THE TASK: Please say how many lines below include the word "aabb", with nothing beyond the number.
==== INFORMATION SUPPLIED ====
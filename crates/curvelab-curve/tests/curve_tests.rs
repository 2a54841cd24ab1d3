use std::f64::consts::TAU;

use approx::assert_abs_diff_eq;
use curvelab_curve::{
    evaluate, sample_curve, uniform_samples, CurveError, Point2, PreparedCurve, Sample, Scheme,
    DEFAULT_STEPS,
};
use curvelab_math::dvec2;

fn wavy_points() -> Vec<Point2> {
    vec![
        dvec2(64.0, 240.0),
        dvec2(128.0, 120.0),
        dvec2(192.0, 300.0),
        dvec2(256.0, 200.0),
        dvec2(320.0, 260.0),
        dvec2(384.0, 140.0),
        dvec2(448.0, 240.0),
    ]
}

fn regular_polygon(sides: usize, radius: f64) -> Vec<Point2> {
    (0..sides)
        .map(|i| {
            let angle = TAU * i as f64 / sides as f64;
            dvec2(radius * angle.cos(), radius * angle.sin())
        })
        .collect()
}

/// Joins between segment `k` and `k + 1` where the scheme promises position
/// continuity. The open B-spline only blends between its pinned ends.
fn continuous_joins(scheme: Scheme, curve: &PreparedCurve) -> Vec<usize> {
    let segments = curve.segment_count();
    match scheme {
        Scheme::BSpline if !curve.is_closed() => (1..segments.saturating_sub(2)).collect(),
        _ => (0..segments - 1).collect(),
    }
}

#[test]
fn test_position_continuity_all_schemes() {
    let pts = wavy_points();
    for scheme in Scheme::ALL {
        for closed in [false, true] {
            let curve = PreparedCurve::new(scheme, &pts, closed).unwrap();
            for k in continuous_joins(scheme, &curve) {
                let end = curve.point_at(k, 1.0).unwrap();
                let start = curve.point_at(k + 1, 0.0).unwrap();
                assert!(
                    end.abs_diff_eq(start, 1e-6),
                    "{} (closed={}) breaks at join {}: {} vs {}",
                    scheme,
                    closed,
                    k,
                    end,
                    start
                );
            }
        }
    }
}

#[test]
fn test_natural_spline_derivative_continuity() {
    let pts = wavy_points();
    for scheme in [Scheme::NaturalSpline, Scheme::NaturalSplineClosed] {
        let curve = PreparedCurve::new(scheme, &pts, false).unwrap();
        let segments = curve.segment_count();
        for k in 0..segments - 1 {
            let left = curve.tangent_at(k, 1.0).unwrap();
            let right = curve.tangent_at(k + 1, 0.0).unwrap();
            assert!(left.abs_diff_eq(right, 1e-6), "{} join {}", scheme, k);
        }
    }
}

#[test]
fn test_linear_is_exact() {
    let pts = [dvec2(0.0, 0.0), dvec2(10.0, 0.0), dvec2(10.0, 10.0)];
    let out = evaluate(Scheme::Linear, &pts, false, &[Sample::new(0, 0.5)]).unwrap();
    assert_eq!(out[0], dvec2(5.0, 0.0));
}

#[test]
fn test_lagrange_reproduces_control_points() {
    let pts = wavy_points();
    let samples: Vec<_> = (0..pts.len() - 1).map(|k| Sample::new(k, 0.0)).collect();
    let out = evaluate(Scheme::Lagrange, &pts, false, &samples).unwrap();
    for (k, p) in out.iter().enumerate() {
        assert!(p.abs_diff_eq(pts[k], 1e-9), "node {}", k);
    }
}

#[test]
fn test_natural_spline_on_collinear_points() {
    let pts = [dvec2(0.0, 0.0), dvec2(1.0, 0.0), dvec2(2.0, 0.0), dvec2(3.0, 0.0)];
    let out = sample_curve(Scheme::NaturalSpline, &pts, false, DEFAULT_STEPS).unwrap();
    assert_eq!(out.len(), 31);
    for p in &out {
        assert_abs_diff_eq!(p.y, 0.0, epsilon = 1e-12);
    }
    assert_abs_diff_eq!(out[15].x, 1.5, epsilon = 1e-12);
}

#[test]
fn test_closed_natural_spline_on_regular_polygon() {
    let pts = regular_polygon(8, 100.0);
    let curve = PreparedCurve::new(Scheme::NaturalSplineClosed, &pts, false).unwrap();
    assert_eq!(curve.segment_count(), 8);

    for (k, &p) in pts.iter().enumerate() {
        assert_eq!(curve.point_at(k, 0.0).unwrap(), p);
    }

    // Seam between the last and first point.
    let end = curve.point_at(7, 1.0).unwrap();
    assert!(end.abs_diff_eq(pts[0], 1e-9));
    let d_end = curve.tangent_at(7, 1.0).unwrap();
    let d_start = curve.tangent_at(0, 0.0).unwrap();
    assert!(d_end.abs_diff_eq(d_start, 1e-9));

    // Rotational symmetry: equal local parameters give equal radii.
    for i in 1..10 {
        let t = i as f64 / 10.0;
        let r0 = curve.point_at(0, t).unwrap().length();
        for k in 1..8 {
            let r = curve.point_at(k, t).unwrap().length();
            assert_abs_diff_eq!(r, r0, epsilon = 1e-9);
        }
    }
}

#[test]
fn test_insufficient_points() {
    let one = [dvec2(1.0, 1.0)];
    for scheme in Scheme::ALL {
        let err = evaluate(scheme, &one, false, &[]).unwrap_err();
        assert!(
            matches!(err, CurveError::InsufficientPoints { found: 1, .. }),
            "{}: {:?}",
            scheme,
            err
        );
    }

    let three = [dvec2(0.0, 0.0), dvec2(1.0, 1.0), dvec2(2.0, 0.0)];
    for scheme in [Scheme::Bezier, Scheme::Hermite] {
        let err = evaluate(scheme, &three, false, &[Sample::new(0, 0.0)]).unwrap_err();
        assert_eq!(
            err,
            CurveError::InsufficientPoints {
                scheme: scheme.name(),
                required: 4,
                found: 3,
            }
        );
    }
    assert!(evaluate(Scheme::CatmullRom, &three, false, &[Sample::new(1, 0.5)]).is_ok());
}

#[test]
fn test_non_finite_point_is_rejected() {
    let mut pts = wavy_points();
    pts[3].y = f64::INFINITY;
    let err = evaluate(Scheme::NaturalSpline, &pts, false, &[]).unwrap_err();
    assert_eq!(err, CurveError::InvalidPoint { index: 3 });
}

#[test]
fn test_evaluation_is_idempotent() {
    let pts = wavy_points();
    for scheme in Scheme::ALL {
        let closed = scheme.effective_closed(false);
        let samples = uniform_samples(pts.len(), closed, DEFAULT_STEPS);
        let a = evaluate(scheme, &pts, closed, &samples).unwrap();
        let b = evaluate(scheme, &pts, closed, &samples).unwrap();
        assert_eq!(a.len(), samples.len());
        for (p, q) in a.iter().zip(b.iter()) {
            assert_eq!(p.x.to_bits(), q.x.to_bits());
            assert_eq!(p.y.to_bits(), q.y.to_bits());
        }
    }
}

#[test]
fn test_output_follows_request_order() {
    let pts = wavy_points();
    let forward = [Sample::new(0, 0.25), Sample::new(3, 0.5), Sample::new(5, 1.0)];
    let reversed: Vec<_> = forward.iter().rev().copied().collect();
    let a = evaluate(Scheme::CatmullRom, &pts, false, &forward).unwrap();
    let b = evaluate(Scheme::CatmullRom, &pts, false, &reversed).unwrap();
    let b_back: Vec<_> = b.iter().rev().copied().collect();
    assert_eq!(a.as_slice(), b_back.as_slice());
}

#[test]
fn test_invalid_sample_reports_index() {
    let pts = wavy_points();
    let samples = [Sample::new(0, 0.0), Sample::new(1, 0.5), Sample::new(6, 0.0)];
    let err = evaluate(Scheme::Hermite, &pts, false, &samples).unwrap_err();
    assert_eq!(
        err,
        CurveError::InvalidSample {
            index: 2,
            segment: 6,
            t: 0.0,
            segments: 6,
        }
    );
}

#[test]
fn test_catmull_rom_end_tangents() {
    let pts = wavy_points();
    let n = pts.len();
    let curve = PreparedCurve::new(Scheme::CatmullRom, &pts, false).unwrap();

    let start = curve.tangent_at(0, 0.0).unwrap();
    let expected_start = (-3.0 * pts[0] + 4.0 * pts[1] - pts[2]) * 0.5;
    assert!(start.abs_diff_eq(expected_start, 1e-9));

    let end = curve.tangent_at(n - 2, 1.0).unwrap();
    let expected_end = (pts[n - 3] - 4.0 * pts[n - 2] + 3.0 * pts[n - 1]) * 0.5;
    assert!(end.abs_diff_eq(expected_end, 1e-9));

    let interior = curve.tangent_at(2, 0.0).unwrap();
    assert!(interior.abs_diff_eq((pts[3] - pts[1]) * 0.5, 1e-9));
}

#[test]
fn test_bezier_uses_first_four_points() {
    let pts = wavy_points();
    let samples = uniform_samples(pts.len(), false, DEFAULT_STEPS);
    let out = evaluate(Scheme::Bezier, &pts, false, &samples).unwrap();
    assert_eq!(out[0], pts[0]);
    for p in out.iter().skip(DEFAULT_STEPS) {
        assert_eq!(*p, pts[3]);
    }
}

#[test]
fn test_bspline_does_not_reach_end_points() {
    let pts = wavy_points();
    let out = sample_curve(Scheme::BSpline, &pts, false, DEFAULT_STEPS).unwrap();
    let first = out[0];
    let last = out[out.len() - 1];
    assert_eq!(first, pts[1]);
    assert_eq!(last, pts[pts.len() - 2]);
}

#[test]
fn test_sampled_curve_bounding_box() {
    let pts = regular_polygon(6, 10.0);
    let out = sample_curve(Scheme::Linear, &pts, true, 4).unwrap();
    let aabb = out.aabb().unwrap();
    assert_abs_diff_eq!(aabb.max.x, 10.0, epsilon = 1e-12);
    assert_abs_diff_eq!(aabb.min.x, -10.0, epsilon = 1e-12);
    for p in &pts {
        assert!(aabb.contains_point(*p));
    }
}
====
WRITTEN ANSWER: 4